Di fatto confermando quanto Paolo andava scrivendo nella Lettera ai Romani, sull’amore come unica dimensione possibile per uscire dal dualismo vizioso Legge/peccato: una volta che prendiamo pienamente coscienza della dimensione dell’amore nella sua differenza radicale dalla Legge, l’amore ha, in certo qual modo, già vinto, dal momento che questa differenza è visibile solo quando dimoriamo già nell’amore, dal punto di vista dell’amore (Badiou).

Purtroppo pero’ Lanthimos preferisce il supponente sogghigno di un finale che non ha piu’ letteralmente gli occhi per piangere, altro che punto di vista dell’amore.
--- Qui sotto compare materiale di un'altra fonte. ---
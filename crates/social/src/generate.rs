//! Model-backed generation: guaranteed action parsing with exponential
//! backoff, plus best-effort filler and topic helpers.

use std::time::Duration;

use {
    async_trait::async_trait,
    threadline_config::RetryConfig,
    tracing::{debug, error, info},
};

use crate::{
    error::{Error, Result},
    intent::{ActionFlags, parse_action_response},
};

const DEFAULT_TOPICS: [&str; 2] = ["Random Tech Chat", "AI Thoughts"];

/// A text model. Implementations decide which model and settings to use.
#[async_trait]
pub trait TextGenerator: Send + Sync {
    async fn generate(&self, prompt: &str) -> anyhow::Result<String>;
}

/// Backoff schedule for [`generate_with_retry`]. The delay before retry `n`
/// (zero-based) is `base_delay * multiplier^n`, saturating at the maximum
/// duration.
#[derive(Debug, Clone, PartialEq, Eq)]
pub struct RetryPolicy {
    pub base_delay: Duration,
    pub multiplier: u32,
    /// `None` retries until the model answers.
    pub max_attempts: Option<u32>,
}

impl Default for RetryPolicy {
    fn default() -> Self {
        Self {
            base_delay: Duration::from_millis(1_000),
            multiplier: 2,
            max_attempts: None,
        }
    }
}

impl From<&RetryConfig> for RetryPolicy {
    fn from(config: &RetryConfig) -> Self {
        Self {
            base_delay: Duration::from_millis(config.base_delay_ms),
            multiplier: config.multiplier,
            max_attempts: config.max_attempts,
        }
    }
}

impl RetryPolicy {
    #[must_use]
    pub fn delay_for(&self, retry: u32) -> Duration {
        self.base_delay
            .saturating_mul(self.multiplier.saturating_pow(retry))
    }
}

/// Ask the model for engagement actions until it answers.
///
/// Any answer counts as success since parsing cannot fail; only invocation
/// errors trigger a retry. Under a bounded policy the last failure is
/// reported as [`Error::RetriesExhausted`].
pub async fn generate_with_retry(
    generator: &dyn TextGenerator,
    prompt: &str,
    policy: &RetryPolicy,
) -> Result<ActionFlags> {
    let mut attempts: u32 = 0;
    loop {
        let failure = match generator.generate(prompt).await {
            Ok(response) => {
                let actions = parse_action_response(response.trim());
                debug!(?actions, attempts = attempts + 1, "parsed action response");
                return Ok(actions);
            },
            Err(source) => Error::ModelInvocation { source },
        };
        let retry = attempts;
        attempts = attempts.saturating_add(1);
        error!(attempt = attempts, error = %failure, "action generation failed");

        if policy.max_attempts.is_some_and(|max| attempts >= max) {
            return Err(Error::RetriesExhausted {
                attempts,
                last_error: failure.to_string(),
            });
        }

        let delay = policy.delay_for(retry);
        info!(
            attempt = attempts,
            delay_ms = u64::try_from(delay.as_millis()).unwrap_or(u64::MAX),
            "retrying action generation"
        );
        tokio::time::sleep(delay).await;
    }
}

/// One or two friendly sentences to fill a pause in a live conversation.
/// Returns an empty string when the model fails.
pub async fn generate_filler(generator: &dyn TextGenerator, filler_type: &str) -> String {
    let prompt = format!(
        "# INSTRUCTIONS:\n\
         Write a short filler message for a live audio conversation. \
         The filler type is \"{filler_type}\".\n\
         Keep it brief, friendly and on topic, at most two sentences.\n\
         Return only the text with no formatting.\n"
    );
    match generator.generate(&prompt).await {
        Ok(text) => text.trim().to_string(),
        Err(e) => {
            error!(filler_type, error = %e, "filler generation failed");
            String::new()
        },
    }
}

/// Topic ideas for a conversation with no configured topics. Falls back to
/// a fixed pair when the model fails or returns nothing usable.
pub async fn generate_topics_if_empty(generator: &dyn TextGenerator) -> Vec<String> {
    let prompt = "# INSTRUCTIONS:\n\
                  Suggest 5 short topic ideas for a live conversation about technology \
                  or other interesting subjects.\n\
                  Return them as one comma-separated list without numbering.\n";
    let topics: Vec<String> = match generator.generate(prompt).await {
        Ok(response) => response
            .split(',')
            .map(str::trim)
            .filter(|t| !t.is_empty())
            .map(String::from)
            .collect(),
        Err(e) => {
            error!(error = %e, "topic generation failed");
            Vec::new()
        },
    };
    if topics.is_empty() {
        DEFAULT_TOPICS.iter().map(|t| (*t).to_string()).collect()
    } else {
        topics
    }
}
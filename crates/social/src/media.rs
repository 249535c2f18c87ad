use std::path::Path;

use {futures::future::try_join_all, tracing::debug};

use crate::{
    error::{Error, Result},
    types::{MediaAttachment, MediaData},
};

const DEFAULT_MEDIA_TYPE: &str = "image/png";

fn is_remote(url: &str) -> bool {
    url.starts_with("http://") || url.starts_with("https://")
}

/// Load every attachment's bytes, downloading URLs and reading local paths.
/// The first attachment that cannot be resolved fails the whole batch.
pub async fn fetch_media_data(
    client: &reqwest::Client,
    attachments: &[MediaAttachment],
) -> Result<Vec<MediaData>> {
    try_join_all(attachments.iter().map(|a| fetch_one(client, a))).await
}

async fn fetch_one(client: &reqwest::Client, attachment: &MediaAttachment) -> Result<MediaData> {
    let url = attachment.url.as_str();
    let data = if is_remote(url) {
        download(client, url).await?
    } else {
        read_local(url).await?
    };
    debug!(url, bytes = data.len(), "resolved media attachment");
    Ok(MediaData {
        data,
        media_type: attachment
            .content_type
            .clone()
            .unwrap_or_else(|| DEFAULT_MEDIA_TYPE.to_string()),
    })
}

async fn download(client: &reqwest::Client, url: &str) -> Result<Vec<u8>> {
    let resp = client
        .get(url)
        .send()
        .await
        .map_err(|e| Error::media(url, e.to_string()))?;
    if !resp.status().is_success() {
        return Err(Error::media(url, format!("HTTP {}", resp.status())));
    }
    let bytes = resp
        .bytes()
        .await
        .map_err(|e| Error::media(url, e.to_string()))?;
    Ok(bytes.to_vec())
}

async fn read_local(path: &str) -> Result<Vec<u8>> {
    let exists = tokio::fs::try_exists(Path::new(path)).await.unwrap_or(false);
    if !exists {
        return Err(Error::media(
            path,
            "file not found, make sure the path is correct",
        ));
    }
    tokio::fs::read(path)
        .await
        .map_err(|e| Error::media(path, e.to_string()))
}
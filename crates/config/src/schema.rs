/// Config schema types (agent identity, platform limits, thread walking,
/// publishing cadence, retry policy, persistence).
use std::path::PathBuf;

use serde::{Deserialize, Serialize};

/// Root configuration.
#[derive(Debug, Clone, Default, Serialize, Deserialize)]
#[serde(default)]
pub struct ThreadlineConfig {
    pub agent: AgentConfig,
    pub platform: PlatformConfig,
    pub thread: ThreadConfig,
    pub publish: PublishConfig,
    pub retry: RetryConfig,
    pub memory: MemoryConfig,
}

/// Who the agent is on the platform.
#[derive(Debug, Clone, Serialize, Deserialize)]
#[serde(default)]
pub struct AgentConfig {
    /// Agent name. The agent id is derived from it.
    pub name: String,
    /// Platform handle used to build permanent links for published posts.
    pub username: Option<String>,
    /// Platform user id of the agent's own account. Messages authored by it
    /// are attributed to the agent rather than to a derived entity.
    pub profile_id: Option<String>,
}

impl Default for AgentConfig {
    fn default() -> Self {
        Self {
            name: "threadline".into(),
            username: None,
            profile_id: None,
        }
    }
}

/// Platform constants.
#[derive(Debug, Clone, Serialize, Deserialize)]
#[serde(default)]
pub struct PlatformConfig {
    /// Source tag stored on every memory record (e.g. "twitter").
    pub source: String,
    /// Longest text accepted by a standard post, in platform-weighted
    /// characters. Content above this is published as long-form and split
    /// into chunks of at most this length.
    pub post_limit: usize,
    /// Base URL for permanent links: `{permalink_base}/{username}/status/{id}`.
    pub permalink_base: String,
}

impl Default for PlatformConfig {
    fn default() -> Self {
        Self {
            source: "twitter".into(),
            post_limit: 279,
            permalink_base: "https://twitter.com".into(),
        }
    }
}

/// Ancestry reconstruction.
#[derive(Debug, Clone, Serialize, Deserialize)]
#[serde(default)]
pub struct ThreadConfig {
    /// Maximum number of parent hops above the seed message.
    pub max_depth: usize,
}

impl Default for ThreadConfig {
    fn default() -> Self {
        Self { max_depth: 10 }
    }
}

/// Pacing between consecutive submissions.
#[derive(Debug, Clone, Serialize, Deserialize)]
#[serde(default)]
pub struct PublishConfig {
    pub delay_min_ms: u64,
    pub delay_max_ms: u64,
}

impl Default for PublishConfig {
    fn default() -> Self {
        Self {
            delay_min_ms: 1_000,
            delay_max_ms: 3_000,
        }
    }
}

/// Exponential backoff for structured generation.
#[derive(Debug, Clone, Serialize, Deserialize)]
#[serde(default)]
pub struct RetryConfig {
    pub base_delay_ms: u64,
    pub multiplier: u32,
    /// Unset means retry forever.
    #[serde(skip_serializing_if = "Option::is_none")]
    pub max_attempts: Option<u32>,
}

impl Default for RetryConfig {
    fn default() -> Self {
        Self {
            base_delay_ms: 1_000,
            multiplier: 2,
            max_attempts: None,
        }
    }
}

/// Persistence settings.
#[derive(Debug, Clone, Default, Serialize, Deserialize)]
#[serde(default)]
pub struct MemoryConfig {
    /// SQLite database file. Defaults to `memory.db` in the data directory.
    #[serde(skip_serializing_if = "Option::is_none")]
    pub database_path: Option<PathBuf>,
}

impl MemoryConfig {
    /// Resolve the database path, falling back to the platform data dir.
    #[must_use]
    pub fn resolved_database_path(&self) -> PathBuf {
        if let Some(path) = &self.database_path {
            return path.clone();
        }
        directories::ProjectDirs::from("", "", "threadline")
            .map(|d| d.data_dir().to_path_buf())
            .unwrap_or_else(|| PathBuf::from("."))
            .join("memory.db")
    }
}

#[allow(clippy::unwrap_used, clippy::expect_used)]
#[cfg(test)]
mod tests {
    use super::*;

    #[test]
    fn defaults() {
        let cfg = ThreadlineConfig::default();
        assert_eq!(cfg.agent.name, "threadline");
        assert_eq!(cfg.platform.post_limit, 279);
        assert_eq!(cfg.thread.max_depth, 10);
        assert_eq!(cfg.publish.delay_min_ms, 1_000);
        assert_eq!(cfg.publish.delay_max_ms, 3_000);
        assert_eq!(cfg.retry.multiplier, 2);
        assert!(cfg.retry.max_attempts.is_none());
    }

    #[test]
    fn partial_toml_keeps_defaults() {
        let cfg: ThreadlineConfig = toml::from_str(
            r#"
            [agent]
            username = "bot"

            [retry]
            max_attempts = 5
            "#,
        )
        .unwrap();
        assert_eq!(cfg.agent.name, "threadline");
        assert_eq!(cfg.agent.username.as_deref(), Some("bot"));
        assert_eq!(cfg.retry.max_attempts, Some(5));
        assert_eq!(cfg.retry.base_delay_ms, 1_000);
    }

    #[test]
    fn explicit_database_path_wins() {
        let cfg = MemoryConfig {
            database_path: Some(PathBuf::from("/tmp/x.db")),
        };
        assert_eq!(cfg.resolved_database_path(), PathBuf::from("/tmp/x.db"));
    }
}
use std::{ops::BitOr, sync::LazyLock};

use {
    regex::Regex,
    serde::{Deserialize, Serialize},
};

#[allow(clippy::expect_used)]
static ACTION_TOKEN_RE: LazyLock<Regex> = LazyLock::new(|| {
    Regex::new(r"(?i)\[(like|retweet|quote|reply)\]").expect("valid action token regex")
});

/// Engagement actions a model asked for.
#[derive(Debug, Clone, Copy, Default, PartialEq, Eq, Serialize, Deserialize)]
pub struct ActionFlags {
    pub like: bool,
    pub retweet: bool,
    pub quote: bool,
    pub reply: bool,
}

impl ActionFlags {
    #[must_use]
    pub fn any(self) -> bool {
        self.like || self.retweet || self.quote || self.reply
    }

    fn set(&mut self, token: &str) {
        match token.to_ascii_lowercase().as_str() {
            "like" => self.like = true,
            "retweet" => self.retweet = true,
            "quote" => self.quote = true,
            "reply" => self.reply = true,
            _ => {},
        }
    }
}

impl BitOr for ActionFlags {
    type Output = Self;

    fn bitor(self, rhs: Self) -> Self {
        Self {
            like: self.like || rhs.like,
            retweet: self.retweet || rhs.retweet,
            quote: self.quote || rhs.quote,
            reply: self.reply || rhs.reply,
        }
    }
}

/// Bracketed tokens anywhere in the text, any case.
fn scan_tokens(text: &str) -> ActionFlags {
    let mut flags = ActionFlags::default();
    for caps in ACTION_TOKEN_RE.captures_iter(text) {
        flags.set(&caps[1]);
    }
    flags
}

/// Lines that consist of exactly one token once trimmed.
fn scan_lines(text: &str) -> ActionFlags {
    let mut flags = ActionFlags::default();
    for line in text.lines().map(str::trim) {
        match line {
            "[LIKE]" => flags.like = true,
            "[RETWEET]" => flags.retweet = true,
            "[QUOTE]" => flags.quote = true,
            "[REPLY]" => flags.reply = true,
            _ => {},
        }
    }
    flags
}

/// Read `[LIKE]`, `[RETWEET]`, `[QUOTE]` and `[REPLY]` markers out of model
/// output. Unrecognized text is ignored, so this never fails.
#[must_use]
pub fn parse_action_response(text: &str) -> ActionFlags {
    scan_tokens(text) | scan_lines(text)
}

#[cfg(test)]
mod tests {
    use {super::*, rstest::rstest};

    fn flags(like: bool, retweet: bool, quote: bool, reply: bool) -> ActionFlags {
        ActionFlags {
            like,
            retweet,
            quote,
            reply,
        }
    }

    #[rstest]
    #[case("[LIKE]\nsome text\n[REPLY]", flags(true, false, false, true))]
    #[case("I'd [like] this and [Retweet] it", flags(true, true, false, false))]
    #[case("  [QUOTE]  ", flags(false, false, true, false))]
    #[case("[LIKE][RETWEET][QUOTE][REPLY]", flags(true, true, true, true))]
    #[case("nothing to do here", ActionFlags::default())]
    #[case("[LIKES] [re tweet] LIKE", ActionFlags::default())]
    #[case("", ActionFlags::default())]
    fn parses_actions(#[case] input: &str, #[case] expected: ActionFlags) {
        assert_eq!(parse_action_response(input), expected);
    }

    #[test]
    fn passes_are_merged() {
        let text = "[REPLY]\nthen [like]";
        assert_eq!(scan_lines(text), flags(false, false, false, true));
        assert_eq!(scan_tokens(text), flags(true, false, false, true));
        assert_eq!(parse_action_response(text), flags(true, false, false, true));
    }

    #[test]
    fn any_reports_requested_actions() {
        assert!(!ActionFlags::default().any());
        assert!(flags(false, false, true, false).any());
    }

    #[test]
    fn serializes_as_object() {
        let json = serde_json::to_value(flags(true, false, false, true)).unwrap_or_default();
        assert_eq!(json["like"], true);
        assert_eq!(json["reply"], true);
        assert_eq!(json["quote"], false);
    }
}
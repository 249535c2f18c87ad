//! Conversation threads and long-form publishing for social platforms.
//!
//! Walks a message's reply ancestry into a root-first thread, splits long
//! generated content into platform-sized posts, publishes those posts as a
//! reply chain, and turns free-form model output into action flags.

pub mod error;
pub mod filter;
pub mod generate;
pub mod intent;
pub mod media;
pub mod platform;
pub mod publish;
pub mod segment;
pub mod thread;
pub mod types;

pub use {
    error::{Error, Result},
    filter::is_valid_message,
    generate::{
        RetryPolicy, TextGenerator, generate_filler, generate_topics_if_empty, generate_with_retry,
    },
    intent::{ActionFlags, parse_action_response},
    media::fetch_media_data,
    platform::{CreatedPost, PlatformClient, PostVariant, RequestQueue},
    publish::{Publisher, random_delay},
    segment::{URL_WEIGHT, dedupe_leading_mentions, segment, weighted_len},
    thread::{ThreadWalker, build_thread},
    types::{AgentProfile, Content, MediaAttachment, MediaData, MessageNode, PublishedPost},
};
//! Configuration loading, env substitution, and validation.
//!
//! Config files: `threadline.toml`, `threadline.yaml`, or `threadline.json`.
//! Searched in `./` then `~/.config/threadline/`.
//!
//! Supports `${ENV_VAR}` and `${ENV_VAR:-default}` substitution in the raw
//! file before parsing.

pub mod env_subst;
pub mod error;
pub mod loader;
pub mod schema;
pub mod validate;

pub use {
    error::{Error, Result},
    loader::{ConfigFormat, config_dir, discover_and_load, find_config_file, load_config},
    schema::{
        AgentConfig, MemoryConfig, PlatformConfig, PublishConfig, RetryConfig, ThreadConfig,
        ThreadlineConfig,
    },
    validate::{Diagnostic, Severity, ValidationResult},
};
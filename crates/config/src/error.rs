use threadline_common::FromMessage;

#[derive(Debug, thiserror::Error)]
pub enum Error {
    #[error(transparent)]
    Toml(#[from] toml::de::Error),
    #[error(transparent)]
    Yaml(#[from] serde_yaml::Error),
    #[error(transparent)]
    Json(#[from] serde_json::Error),
    #[error("unsupported config format: .{extension}")]
    UnsupportedFormat { extension: String },
    #[error("{message}")]
    Message { message: String },
}

impl FromMessage for Error {
    fn from_message(message: String) -> Self {
        Self::Message { message }
    }
}

pub type Result<T> = std::result::Result<T, Error>;

threadline_common::impl_context!();
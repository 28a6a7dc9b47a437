//! # Easel Store
//!
//! The shared persistence and sync layer: a keyed, auto-incrementing local
//! store for artworks, a change bus that republishes the full artwork
//! listing after every mutation, and the async remote-call interface views
//! use to reach both.
//!
//! The store lives in its own task; views hold a cloneable [`StoreHandle`]
//! and never touch store memory directly.

#![forbid(unsafe_code)]
#![deny(missing_docs)]
#![deny(clippy::all)]
#![deny(clippy::pedantic)]
#![allow(clippy::module_name_repetitions)]

pub mod artwork;
pub mod error;
pub mod service;
pub mod store;
pub mod view;

pub use artwork::{current_timestamp_ms, Artwork, ArtworkPatch, UNTITLED_TITLE};
pub use error::{StoreError, StoreResult};
pub use service::{spawn_store, ArtworkService, ListReceiver, StoreHandle};
pub use store::ArtworkStore;
pub use view::ViewSession;

/// Store layer version.
pub const VERSION: &str = env!("CARGO_PKG_VERSION");
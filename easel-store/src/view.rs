//! A view's editing session over one artwork.
//!
//! Owns the transient in-memory working copy while the artwork is open;
//! the store keeps the durable copy. The working copy is relinquished by
//! saving or by dropping the session.

use easel_core::{Editor, PixelSurface, ThumbnailEncoder};

use crate::artwork::{current_timestamp_ms, Artwork, ArtworkPatch, UNTITLED_TITLE};
use crate::error::StoreResult;
use crate::service::StoreHandle;

/// One open view of one artwork.
#[derive(Debug)]
pub struct ViewSession {
    editor: Editor,
    store: StoreHandle,
    artwork_id: u64,
}

impl ViewSession {
    /// Open an existing artwork for editing.
    ///
    /// Absent content means a blank canvas.
    ///
    /// # Errors
    ///
    /// Returns [`crate::StoreError::NotFound`] if the artwork does not
    /// exist, or [`crate::StoreError::Unavailable`] if the store cannot be
    /// reached.
    pub async fn open(store: StoreHandle, artwork_id: u64) -> StoreResult<Self> {
        let artwork = store.get(artwork_id).await?;
        let mut editor = Editor::new();
        if let Some(content) = artwork.content {
            editor.load(content);
        }
        Ok(Self {
            editor,
            store,
            artwork_id,
        })
    }

    /// Create a fresh untitled artwork and open it.
    ///
    /// # Errors
    ///
    /// Returns [`crate::StoreError::Unavailable`] if the store cannot be
    /// reached.
    pub async fn create(store: StoreHandle) -> StoreResult<Self> {
        let artwork = store
            .create(UNTITLED_TITLE, current_timestamp_ms())
            .await?;
        let artwork_id = artwork.id.unwrap_or_default();
        Ok(Self {
            editor: Editor::new(),
            store,
            artwork_id,
        })
    }

    /// The pointer-driven editing state machine for this view.
    pub fn editor(&mut self) -> &mut Editor {
        &mut self.editor
    }

    /// The id of the open artwork.
    #[must_use]
    pub fn artwork_id(&self) -> u64 {
        self.artwork_id
    }

    /// Persist the current canvas, with a thumbnail when one can be
    /// encoded.
    ///
    /// A thumbnail encoding failure is tolerated: the content still saves,
    /// just without a preview. `modified_at` is refreshed.
    ///
    /// # Errors
    ///
    /// Returns [`crate::StoreError::NotFound`] if the artwork was removed
    /// underneath this view, or [`crate::StoreError::Unavailable`] if the
    /// store cannot be reached.
    pub async fn save(
        &mut self,
        encoder: &dyn ThumbnailEncoder,
        surface: Option<&PixelSurface>,
    ) -> StoreResult<Artwork> {
        let content = self.editor.snapshot();
        let thumbnail = surface.and_then(|surface| match encoder.encode(surface) {
            Ok(encoded) => Some(encoded),
            Err(e) => {
                tracing::warn!(artwork_id = self.artwork_id, "Saving without thumbnail: {e}");
                None
            }
        });

        let saved = self
            .store
            .update(
                self.artwork_id,
                ArtworkPatch {
                    modified_at: Some(current_timestamp_ms()),
                    content: Some(content),
                    thumbnail,
                    ..ArtworkPatch::default()
                },
            )
            .await?;
        self.editor.mark_saved();
        Ok(saved)
    }

    /// Rename the open artwork.
    ///
    /// # Errors
    ///
    /// Returns [`crate::StoreError::NotFound`] if the artwork was removed
    /// underneath this view, or [`crate::StoreError::Unavailable`] if the
    /// store cannot be reached.
    pub async fn rename(&self, title: impl Into<String>) -> StoreResult<Artwork> {
        self.store
            .update(
                self.artwork_id,
                ArtworkPatch {
                    title: Some(title.into()),
                    modified_at: Some(current_timestamp_ms()),
                    ..ArtworkPatch::default()
                },
            )
            .await
    }
}
//! Artwork records and partial updates.

use std::time::{SystemTime, UNIX_EPOCH};

use easel_core::CanvasContent;
use serde::{Deserialize, Serialize};

/// Title given to artworks created without one.
pub const UNTITLED_TITLE: &str = "Untitled Artwork";

/// A named, timestamped drawing document.
///
/// The store exclusively owns the durable copy; views edit a transient
/// working copy of `content` and hand back snapshots on save.
#[derive(Debug, Clone, PartialEq, Serialize, Deserialize)]
#[serde(rename_all = "camelCase")]
pub struct Artwork {
    /// Store-assigned key. Absent until first saved.
    #[serde(default, skip_serializing_if = "Option::is_none")]
    pub id: Option<u64>,
    /// Display title.
    pub title: String,
    /// Creation time, milliseconds since the Unix epoch.
    pub created_at: u64,
    /// Last content-affecting update, milliseconds since the Unix epoch.
    pub modified_at: u64,
    /// Drawing surface snapshot. Absent means a blank canvas.
    #[serde(default, skip_serializing_if = "Option::is_none")]
    pub content: Option<CanvasContent>,
    /// Opaque string-encoded preview image.
    #[serde(default, skip_serializing_if = "Option::is_none")]
    pub thumbnail: Option<String>,
}

impl Artwork {
    /// A fresh, never-saved record: title and timestamps only.
    #[must_use]
    pub fn new(title: impl Into<String>, created_at: u64) -> Self {
        Self {
            id: None,
            title: title.into(),
            created_at,
            modified_at: created_at,
            content: None,
            thumbnail: None,
        }
    }
}

/// A partial update to an artwork.
///
/// Shallow merge: provided fields fully replace the stored value, omitted
/// fields are retained.
#[derive(Debug, Clone, Default, PartialEq, Serialize, Deserialize)]
#[serde(rename_all = "camelCase")]
pub struct ArtworkPatch {
    /// New title.
    #[serde(default, skip_serializing_if = "Option::is_none")]
    pub title: Option<String>,
    /// New modification timestamp. Content-affecting updates must set it.
    #[serde(default, skip_serializing_if = "Option::is_none")]
    pub modified_at: Option<u64>,
    /// New drawing surface snapshot.
    #[serde(default, skip_serializing_if = "Option::is_none")]
    pub content: Option<CanvasContent>,
    /// New preview image.
    #[serde(default, skip_serializing_if = "Option::is_none")]
    pub thumbnail: Option<String>,
}

impl ArtworkPatch {
    /// Merge this patch over an existing record.
    pub fn apply(self, artwork: &mut Artwork) {
        if let Some(title) = self.title {
            artwork.title = title;
        }
        if let Some(modified_at) = self.modified_at {
            artwork.modified_at = modified_at;
        }
        if let Some(content) = self.content {
            artwork.content = Some(content);
        }
        if let Some(thumbnail) = self.thumbnail {
            artwork.thumbnail = Some(thumbnail);
        }
    }
}

/// Current Unix timestamp in milliseconds.
#[must_use]
pub fn current_timestamp_ms() -> u64 {
    SystemTime::now().duration_since(UNIX_EPOCH).map_or(0, |d| {
        // Will not exceed u64 max for millennia.
        #[allow(clippy::cast_possible_truncation)]
        {
            d.as_millis() as u64
        }
    })
}
//! Error types for store operations.

use thiserror::Error;

/// Result type for store operations.
pub type StoreResult<T> = Result<T, StoreError>;

/// Errors that can occur in store operations.
#[derive(Debug, Clone, Error)]
pub enum StoreError {
    /// The requested artwork id does not exist. Always surfaced to the
    /// caller, never swallowed.
    #[error("Artwork not found: {0}")]
    NotFound(u64),

    /// The underlying store cannot be opened or reached. Fatal for the
    /// calling view; other views are unaffected.
    #[error("Store unavailable: {0}")]
    Unavailable(String),
}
La trappola simmetrica e prospettica non offre via d’uscita e si ripete tale e quale tra i corridoi e gli androni dell’hotel quanto nella foresta dei fuggitivi (scommettiamo che qualcuno tirera’ in ballo Kubrick?).
E nuovamente non possiamo che registrare quanto questo cinema abbia molto piu’ a che spartire con la Legge che col sentimento, nonostante il tono da sobillatore intellettuale, sovversivo letterario. Dunque, da queste parti puntualmente inaccettabile: Disgraziato, che io sono!, sbotterebbe Paolo.

E’ solo che l’attacco d’Autore nei confronti della decadenza di una morale civile si consuma, come fosse una novita’, prevedibilmente alla ricerca dell’effetto scorretto ed efferato, nella convinzione che l’apologo possa funzionare solo se condito da porcherie a sorpresa che irrompono in una messinscena minimal e stilizzata (musica classica e contemporanea anche clamorosa, solo repertorio, come da manuale).
Ci vuole una pazienza che non so piu’ se abbiamo, potremmo cercarne degli scampoli giusto per ricambiare l’amicizia di John C. Reilly e Colin Farrell, ma in tutta sincerita’ a che scopo?
E’ evidente quanto Lanthimos non abbia necessita’ o urgenza di avere a che fare con la razza umana, neppure nelle forme aggraziate di Léa Seydoux e Rachel Weisz.
Come ascoltare musica elettronica in cuffia ma insieme agli altri, ballando ognuno per conto proprio e in silenzio, questo e’ un cinema che piu’ che a raccontare l’incomunicabilita’, e’ decisamente impossibile da condividere.